Wednesday, January 11, 2012

Linday and Casey getting married?!

America's two sweethearts are actually tying the knot in California next month.  Casey admits to being "date raped" and that's what caused her daughter's death, "I couldn't get to the trunk in-time!" she admits.  "I guess I left the chloroform bottle open."  Linday Lohan was available for telephone conference, "These things happen." she agrees.  "Why, just look at how I was treated when I walked out the door with that necklace in L.A.!  I didn't know I had it on!  It's the store's fault!"

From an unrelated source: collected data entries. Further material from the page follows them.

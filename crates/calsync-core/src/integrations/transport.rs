//! Blocking bridge over the async HTTP client.
//!
//! Each pass runs to completion on the calling thread; async `reqwest` calls
//! are driven by a current-thread runtime owned here.

use std::future::Future;
use std::sync::Arc;

use reqwest::Client;
use tokio::runtime::{Builder, Runtime};

use crate::error::Result;

/// Shared runtime + HTTP client handed to every external-service client.
#[derive(Clone)]
pub struct Transport {
    runtime: Arc<Runtime>,
    http: Client,
}

impl Transport {
    pub fn new() -> Result<Self> {
        let runtime = Builder::new_current_thread().enable_all().build()?;
        let http = Client::builder()
            .user_agent(concat!("calsync/", env!("CARGO_PKG_VERSION")))
            .build()?;
        Ok(Self {
            runtime: Arc::new(runtime),
            http,
        })
    }

    pub fn http(&self) -> &Client {
        &self.http
    }

    /// Block the calling thread until `future` completes.
    ///
    /// Must not be called from inside an async context.
    pub fn block_on<F: Future>(&self, future: F) -> F::Output {
        self.runtime.block_on(future)
    }
}

impl std::fmt::Debug for Transport {
    fn fmt(&self, f: &mut std::fmt::Formatter<'_>) -> std::fmt::Result {
        f.debug_struct("Transport").finish_non_exhaustive()
    }
}
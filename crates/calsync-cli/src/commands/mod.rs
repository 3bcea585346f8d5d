pub mod config;
pub mod schedule;
pub mod status;
pub mod sync;

use std::path::{Path, PathBuf};

use calsync_core::{Config, ConfigError, Credentials, ServiceContext, TriggerResponse};
use chrono::{DateTime, Utc};
use clap::Args;

use crate::fixture::FixtureBackends;

/// Options shared by every pass.
#[derive(Args, Debug, Clone)]
pub struct PassArgs {
    /// Run against a JSON fixture instead of the live services
    #[arg(long)]
    pub fixture: Option<PathBuf>,
    /// Write the resulting state back into the fixture
    #[arg(long, requires = "fixture")]
    pub save: bool,
    /// Treat this RFC 3339 instant as "now"
    #[arg(long)]
    pub now: Option<DateTime<Utc>>,
}

impl PassArgs {
    pub fn now(&self) -> DateTime<Utc> {
        self.now.unwrap_or_else(Utc::now)
    }
}

pub fn load_config(path: Option<&Path>) -> Result<Config, ConfigError> {
    match path {
        Some(path) => Config::load_from(path),
        None => Config::load(),
    }
}

/// A service context plus the fixture it was built from, if any.
pub struct Session {
    pub ctx: ServiceContext,
    fixture: Option<FixtureBackends>,
}

impl Session {
    pub fn open(config_path: Option<&Path>, fixture: Option<&Path>) -> Result<Self, Box<dyn std::error::Error>> {
        let config = load_config(config_path)?;

        let Some(path) = fixture else {
            let credentials = Credentials::from_env()?;
            let ctx = ServiceContext::connect(config, credentials)?;
            return Ok(Self { ctx, fixture: None });
        };

        let backends = FixtureBackends::open(path)?;
        let api_key = backends
            .fixture()
            .api_key
            .clone()
            .or_else(|| std::env::var("API_KEY").ok());
        let ctx = ServiceContext::with_backends(
            config,
            backends.store.clone(),
            Some(backends.source.clone()),
            backends.fixture().database_ids(),
        )?
        .with_api_key(api_key);
        Ok(Self {
            ctx,
            fixture: Some(backends),
        })
    }

    pub fn finish(self, save: bool) -> Result<(), Box<dyn std::error::Error>> {
        match self.fixture {
            Some(backends) if save => backends.save(),
            _ => Ok(()),
        }
    }
}

/// Print the JSON body on stdout and return the exit code.
pub fn emit(response: &TriggerResponse) -> Result<i32, Box<dyn std::error::Error>> {
    println!("{}", serde_json::to_string_pretty(&response.body)?);
    Ok(response.status.exit_code())
}
use std::path::Path;

use calsync_core::{Config, Credentials};
use clap::Subcommand;
use serde_json::json;

use super::load_config;

#[derive(Subcommand)]
pub enum ConfigAction {
    /// Print the effective configuration as TOML
    Show,
    /// Print the configuration file path
    Path,
    /// Validate the configuration and report which credentials are set
    Check,
}

pub fn run(config_path: Option<&Path>, action: ConfigAction) -> Result<i32, Box<dyn std::error::Error>> {
    match action {
        ConfigAction::Show => {
            let config = load_config(config_path)?;
            print!("{}", config.to_toml()?);
        }
        ConfigAction::Path => {
            let path = config_path
                .map(Path::to_path_buf)
                .unwrap_or_else(Config::default_path);
            println!("{}", path.display());
        }
        ConfigAction::Check => {
            let config = match load_config(config_path) {
                Ok(config) => config,
                Err(e) => {
                    println!("{}", json!({ "status": "error", "message": e.to_string() }));
                    return Ok(1);
                }
            };
            let bindings: Vec<_> = config
                .bindings
                .iter()
                .map(|b| json!({ "context": b.context, "type": b.kind, "calendar_id": b.calendar_id }))
                .collect();
            // credentials are informational; a missing key does not fail the check
            let credentials = match Credentials::from_env() {
                Ok(creds) => json!({
                    "status": "ok",
                    "calendar": creds.google.is_some(),
                    "tasks_database": creds.tasks_database_id.is_some(),
                    "api_key": creds.api_key.is_some(),
                }),
                Err(e) => json!({ "status": "missing", "message": e.to_string() }),
            };
            let report = json!({
                "status": "ok",
                "bindings": bindings,
                "credentials": credentials,
            });
            println!("{}", serde_json::to_string_pretty(&report)?);
        }
    }
    Ok(0)
}
//! Load, validate, clean and aggregate a dataset from disk.

mod common;

use common::{csv_text, write_csv, SAMPLE_ROWS};
use dbd::aggregate::{group_sum, growth_rate, total_and_mean, Field};
use dbd::record::columns;
use dbd::schema::{clean, load_and_validate, validate_structure, Validated};
use dbd::storage::{CsvStore, DatasetStore, OpenStore, StorageError};
use dbd::{ChartData, ChartRequest, Dataset};
use std::collections::HashSet;

const MESSY_ROWS: &[&str] = &[
    "1,32,JAWA BARAT,3201,KAB. BOGOR, 100 ,KASUS,2021",
    "1,32,JAWA BARAT,3201,KAB. BOGOR,100,KASUS,2021",
    "2,32,JAWA BARAT,3202,KAB. SUKABUMI,-5,KASUS,2021",
    "3,32,JAWA BARAT,3203,KAB. CIANJUR,,KASUS,2021",
    "4,32,JAWA BARAT,3204,KAB. BANDUNG,abc,KASUS,2021",
    "5,32,JAWA BARAT,3205,KAB. GARUT,12.0,KASUS,2021.0",
];

#[test]
fn clean_is_idempotent_and_drops_bad_rows() {
    let dir = tempfile::tempdir().unwrap();
    let path = write_csv(dir.path(), "messy.csv", &csv_text(MESSY_ROWS));
    let raw = CsvStore::open(&path).unwrap().load_raw().unwrap();

    let once = clean(&raw);
    let twice = clean(&once);
    assert_eq!(once, twice);

    // trimmed duplicate, negative, blank and non-numeric rows are gone
    assert_eq!(once.len(), 2);
    let unique: HashSet<_> = once.rows().iter().collect();
    assert_eq!(unique.len(), once.len());

    let dataset = Dataset::from_raw(&once).unwrap();
    assert!(dataset.iter().all(|r| r.case_count >= 0.0));
    let garut = dataset.iter().find(|r| r.region_code == "3205").unwrap();
    assert_eq!(garut.year, 2021);
    assert_eq!(garut.case_count, 12.0);
}

#[test]
fn growth_rate_guards_zero_start() {
    assert_eq!(growth_rate(&[100.0, 150.0]), 50.0);
    assert_eq!(growth_rate(&[0.0, 50.0]), 0.0);
}

#[test]
fn grouped_totals_equal_overall_total() {
    let dir = tempfile::tempdir().unwrap();
    let path = write_csv(dir.path(), "data.csv", &csv_text(SAMPLE_ROWS));
    let dataset = CsvStore::open(&path).unwrap().load().unwrap().dataset;

    let (total, _) = total_and_mean(&dataset);
    assert_eq!(total, 340.0);
    for by in [Field::Year, Field::RegionCode, Field::ProvinceName] {
        assert_eq!(group_sum(&dataset, &[by]).total(), total);
    }
}

#[test]
fn missing_file_is_not_found() {
    let dir = tempfile::tempdir().unwrap();
    let store = CsvStore::open(dir.path().join("absent.csv")).unwrap();
    assert!(matches!(store.load(), Err(StorageError::NotFound(_))));
    assert!(matches!(load_and_validate(&store), Err(StorageError::NotFound(_))));
}

#[test]
fn missing_column_fails_structure_check() {
    let dir = tempfile::tempdir().unwrap();
    let text = "kode_provinsi,nama_provinsi,kode_kabupaten_kota,nama_kabupaten_kota,satuan,tahun\n\
                32,JAWA BARAT,3201,KAB. BOGOR,KASUS,2021\n";
    let path = write_csv(dir.path(), "data.csv", text);
    let store = CsvStore::open(&path).unwrap();

    let report = validate_structure(&store.load_raw().unwrap());
    assert!(!report.ok);
    assert!(report.messages.iter().any(|m| m.contains(columns::CASE_COUNT)));

    match load_and_validate(&store).unwrap() {
        Validated::Invalid { errors, .. } => assert!(errors.iter().any(|m| m.contains(columns::CASE_COUNT))),
        Validated::Clean { .. } => panic!("dataset without case counts validated"),
    }
}

#[test]
fn valid_file_loads_clean_with_version() {
    let dir = tempfile::tempdir().unwrap();
    let path = write_csv(dir.path(), "data.csv", &csv_text(SAMPLE_ROWS));
    let store = CsvStore::open(&path).unwrap();

    let validated = load_and_validate(&store).unwrap();
    let Validated::Clean { dataset, version, .. } = validated else {
        panic!("sample did not validate");
    };
    assert_eq!(dataset.len(), 4);
    assert_eq!(version, store.current_version().unwrap());
}

#[test]
fn charts_from_stored_data_serialize() {
    let dir = tempfile::tempdir().unwrap();
    let path = write_csv(dir.path(), "data.csv", &csv_text(SAMPLE_ROWS));
    let dataset = CsvStore::open(&path).unwrap().load().unwrap().dataset;

    let heatmap = ChartRequest::Heatmap { province: None, top_n: 1 }.build(&dataset);
    let ChartData::Heatmap { table, .. } = &heatmap else {
        panic!("expected heatmap");
    };
    assert_eq!(table.row_labels.len(), 1);
    assert_eq!(table.values[0], vec![100.0, 150.0]);

    let json = serde_json::to_value(&heatmap).unwrap();
    assert_eq!(json["chart"], "heatmap");
    assert_eq!(json["table"]["column_labels"][0], 2021);
}
impl InsightReply {
    pub fn text(&self) -> &str {
        match self {
            Self::Narrative(t) | Self::Unavailable(t) => t,
        }
    }

    pub fn is_narrative(&self) -> bool {
        matches!(self, Self::Narrative(_))
    }
}

/// Single entry point for all consumer-facing operations.
#[derive(Clone)]
pub struct DashboardApi {
    store: Arc<dyn DatasetStore>,
    audit: Arc<dyn AuditLog>,
    credentials: Arc<dyn CredentialStore>,
    insight: Option<Arc<dyn InsightClient>>,
    config: Arc<DashboardConfig>,
    sessions: Arc<DashMap<SessionId, Session>>,
    history: Arc<Mutex<InsightHistory>>,
}

impl DashboardApi {
    /// Create an API over the given backends, without an insight client.
    pub fn new(
        store: Arc<dyn DatasetStore>,
        audit: Arc<dyn AuditLog>,
        credentials: Arc<dyn CredentialStore>,
        config: DashboardConfig,
    ) -> Self {
        Self {
            store,
            audit,
            credentials,
            insight: None,
            config: Arc::new(config),
            sessions: Arc::new(DashMap::new()),
            history: Arc::new(Mutex::new(InsightHistory::new())),
        }
    }

    pub fn with_insight(mut self, client: Arc<dyn InsightClient>) -> Self {
        self.insight = Some(client);
        self
    }

    pub fn with_history(self, history: InsightHistory) -> Self {
        if let Ok(mut h) = self.history.lock() {
            *h = history;
        }
        self
    }

    /// Wire up file-backed stores, credentials and, when an API key is
    /// configured, the text-generation client.
    pub fn from_config(config: DashboardConfig) -> DashboardResult<Self> {
        let store = CsvStore::open(&config.data_path)?;
        let audit = CsvAuditLog::open(&config.audit_path);
        let credentials = config.credentials()?;

        let insight: Option<Arc<dyn InsightClient>> = match GeminiClient::from_config(&config.insight) {
            Ok(client) => Some(Arc::new(client) as Arc<dyn InsightClient>),
            Err(e) => {
                info!(reason = %e, "narrative insight disabled");
                None
            }
        };

        let history = match &config.history_path {
            Some(path) => InsightHistory::load(path).unwrap_or_else(|e| {
                warn!(path = %path.display(), error = %e, "could not read insight history");
                InsightHistory::new()
            }),
            None => InsightHistory::new(),
        };

        let mut api = Self::new(Arc::new(store), Arc::new(audit), Arc::new(credentials), config).with_history(history);
        api.insight = insight;
        Ok(api)
    }

    pub fn config(&self) -> &DashboardConfig {
        &self.config
    }

    // --- Sessions ---

    /// Verify credentials and open a session. The login is audited.
    pub fn login(&self, username: &str, password: &str) -> DashboardResult<SessionId> {
        let identity = self.credentials.verify(username.trim(), password).ok_or_else(|| {
            warn!(username, "login rejected");
            DashboardError::Auth("invalid username or password".to_string())
        })?;

        let entry = AuditEntry::now(
            &identity,
            AuditAction::Login,
            format!("user '{}' logged in", identity.username()),
        );
        self.audit.append(&entry)?;

        let id = SessionId::new();
        info!(username = identity.username(), role = %identity.role(), session = %id, "login");
        self.sessions.insert(id, Session::new(identity));
        Ok(id)
    }

    /// Close a session. The logout is audited.
    pub fn logout(&self, id: SessionId) -> DashboardResult<()> {
        let (_, session) = self.sessions.remove(&id).ok_or(DashboardError::SessionNotFound)?;
        let identity = session.identity();
        let entry = AuditEntry::now(
            identity,
            AuditAction::Logout,
            format!("user '{}' logged out", identity.username()),
        );
        info!(username = identity.username(), session = %id, "logout");
        self.audit.append(&entry)?;
        Ok(())
    }

    pub fn identity(&self, id: SessionId) -> DashboardResult<Identity> {
        self.sessions
            .get(&id)
            .map(|s| s.identity().clone())
            .ok_or(DashboardError::SessionNotFound)
    }

    /// Number of open sessions
    pub fn session_count(&self) -> usize {
        self.sessions.len()
    }

    // --- Reads ---

    /// Cached dataset of the session, loading it on first use.
    fn loaded(&self, id: SessionId) -> DashboardResult<LoadedDataset> {
        if let Some(loaded) = self
            .sessions
            .get(&id)
            .ok_or(DashboardError::SessionNotFound)?
            .cached()
        {
            return Ok(loaded.clone());
        }

        let loaded = self.store.load()?;
        if let Some(mut session) = self.sessions.get_mut(&id) {
            session.cache(loaded.clone());
        }
        Ok(loaded)
    }

    /// Rows the session's identity may edit: everything for the master
    /// identity, the own region's rows for a regional one.
    pub fn dataset(&self, id: SessionId) -> DashboardResult<Dataset> {
        let identity = self.identity(id)?;
        let loaded = self.loaded(id)?;
        Ok(match identity.scope() {
            Some(region) => DatasetFilter::new().with_region(region).apply(&loaded.dataset),
            None => loaded.dataset,
        })
    }

    /// Every row, regardless of scope. Used by charts and summaries.
    pub fn full_dataset(&self, id: SessionId) -> DashboardResult<Dataset> {
        Ok(self.loaded(id)?.dataset)
    }

    /// Scoped dataset for display. Load failures give an empty dataset and
    /// a message instead of an error.
    pub fn view(&self, id: SessionId) -> DashboardResult<DatasetView> {
        match self.dataset(id) {
            Ok(dataset) => Ok(DatasetView { dataset, problem: None }),
            Err(DashboardError::SessionNotFound) => Err(DashboardError::SessionNotFound),
            Err(e) => {
                warn!(error = %e, "showing empty dataset");
                Ok(DatasetView {
                    dataset: Dataset::new(),
                    problem: Some(e.to_string()),
                })
            }
        }
    }

    pub fn summary(&self, id: SessionId) -> DashboardResult<SummaryStatistics> {
        Ok(summary_statistics(&self.full_dataset(id)?))
    }

    pub fn chart(&self, id: SessionId, request: &ChartRequest) -> DashboardResult<ChartData> {
        Ok(request.build(&self.full_dataset(id)?))
    }

    /// Run every validator over the stored data and clean it when possible.
    pub fn validate_source(&self) -> DashboardResult<Validated> {
        Ok(load_and_validate(self.store.as_ref())?)
    }

    // --- Writes ---

    /// Apply a change set and persist it.
    ///
    /// The save is checked against the version the session loaded. On
    /// success the audit entries are appended and the cached dataset of
    /// every open session is dropped. On `Conflict` this session's cache is
    /// dropped so the next read sees the newer data. Any other failure leaves the file, the audit log and
    /// the cache untouched, so the same change set can be resubmitted.
    pub fn save_changes(&self, id: SessionId, changes: &ChangeSet) -> DashboardResult<SaveOutcome> {
        let identity = self.identity(id)?;
        let loaded = self.loaded(id)?;

        let outcome = apply_changes(&loaded.dataset, &identity, changes, &self.config.backfill)?;
        if outcome.is_noop() {
            return Ok(SaveOutcome {
                version: loaded.version,
                entries: Vec::new(),
            });
        }

        let version = match self.store.save(&outcome.dataset, Some(&loaded.version)) {
            Ok(version) => version,
            Err(e @ StorageError::Conflict { .. }) => {
                warn!(username = identity.username(), error = %e, "save rejected");
                self.invalidate(id);
                return Err(e.into());
            }
            Err(e) => {
                warn!(username = identity.username(), error = %e, "save failed");
                return Err(e.into());
            }
        };
        self.invalidate_all();

        self.audit.append_all(&outcome.entries)?;
        info!(
            username = identity.username(),
            changes = outcome.entries.len(),
            version = %version,
            "changes saved"
        );
        Ok(SaveOutcome {
            version,
            entries: outcome.entries,
        })
    }

    fn invalidate(&self, id: SessionId) {
        if let Some(mut session) = self.sessions.get_mut(&id) {
            session.invalidate();
        }
    }

    fn invalidate_all(&self) {
        self.sessions.iter_mut().for_each(|mut session| session.invalidate());
        debug!(sessions = self.sessions.len(), "dropped cached datasets");
    }

    // --- Audit ---

    /// Audit entries of one category, newest first. Master identity only.
    pub fn audit_entries(&self, id: SessionId, category: ActionCategory) -> DashboardResult<Vec<AuditEntry>> {
        let identity = self.identity(id)?;
        if !identity.is_master() {
            return Err(DashboardError::Forbidden(format!(
                "{} may not view the activity log",
                identity.username()
            )));
        }
        let entries = self.audit.load_all()?;
        Ok(filter_by_category(&entries, category))
    }

    // --- Insight ---

    /// Ask for a narrative over the full dataset.
    ///
    /// Every failure of the text-generation side comes back as
    /// `InsightReply::Unavailable` with a message for the user; only a
    /// missing session is an error.
    pub async fn generate_insight(&self, id: SessionId, request: &InsightRequest) -> DashboardResult<InsightReply> {
        let dataset = match self.full_dataset(id) {
            Ok(dataset) => dataset,
            Err(DashboardError::SessionNotFound) => return Err(DashboardError::SessionNotFound),
            Err(e) => return Ok(InsightReply::Unavailable(e.to_string())),
        };

        let Some(client) = self.insight.clone() else {
            return Ok(unavailable(InsightError::MissingApiKey));
        };

        let prompt = match request.prompt(&dataset, self.config.insight.top_n) {
            Ok(prompt) => prompt,
            Err(e) => return Ok(unavailable(e)),
        };

        match generate_narrative(client.as_ref(), &prompt, self.config.insight.timeout()).await {
            Ok(text) => {
                if let Some(mut session) = self.sessions.get_mut(&id) {
                    session.set_narrative(text.clone());
                }
                self.remember(request, &text);
                Ok(InsightReply::Narrative(text))
            }
            Err(e) => Ok(unavailable(e)),
        }
    }

    /// Last narrative generated in this session
    pub fn narrative(&self, id: SessionId) -> DashboardResult<Option<String>> {
        self.sessions
            .get(&id)
            .map(|s| s.narrative().map(str::to_string))
            .ok_or(DashboardError::SessionNotFound)
    }

    pub fn insight_history(&self) -> Vec<HistoryEntry> {
        self.history
            .lock()
            .map(|h| h.entries().to_vec())
            .unwrap_or_default()
    }

    fn remember(&self, request: &InsightRequest, text: &str) {
        let Ok(mut history) = self.history.lock() else {
            warn!("insight history lock poisoned");
            return;
        };
        history.record(request, text);
        if let Some(path) = &self.config.history_path {
            if let Err(e) = history.save(path) {
                warn!(path = %path.display(), error = %e, "could not write insight history");
            }
        }
    }
}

Casey, who's pregnant again with an unknown father is planning on raising the child in a lesbian home.  "I plan on home-schooling her.  We plan on teaching her that God doesn't exist and that homosexuality is the real truth of things." Casey says, "but I need America's support.  Please donate to my website!"  Lindsay says, "The more money the better.  We need to make sure the brat is well fed."

When asked if she'd consider putting the baby up for adoption, Lindsay admits, "If some North Koreans are willing to dish-out the cash, I'd be willing to make a transaction, or at least a swap for some more heroin."  Casey is excited by the prospect, "I can make more babies if I need to.  I can just hit-up the clubs!

It is not disclosed as to who's taking who's surname.


  1. "That's completely fucked. You know that, right?" he says.

    Oh, stoopad. I just KNEW I shouldn't have clicked on that Ginger Lynn link, but THAT was pretty clever, sir. Pretty clever indeed.

    Ginger Lynn! Ginger Lynn, will you ever learn?!


  2. I like how Ginger's voice is dubbed through most of it. She's actually much more of a soprano. It comes out in some of the end-dialogue.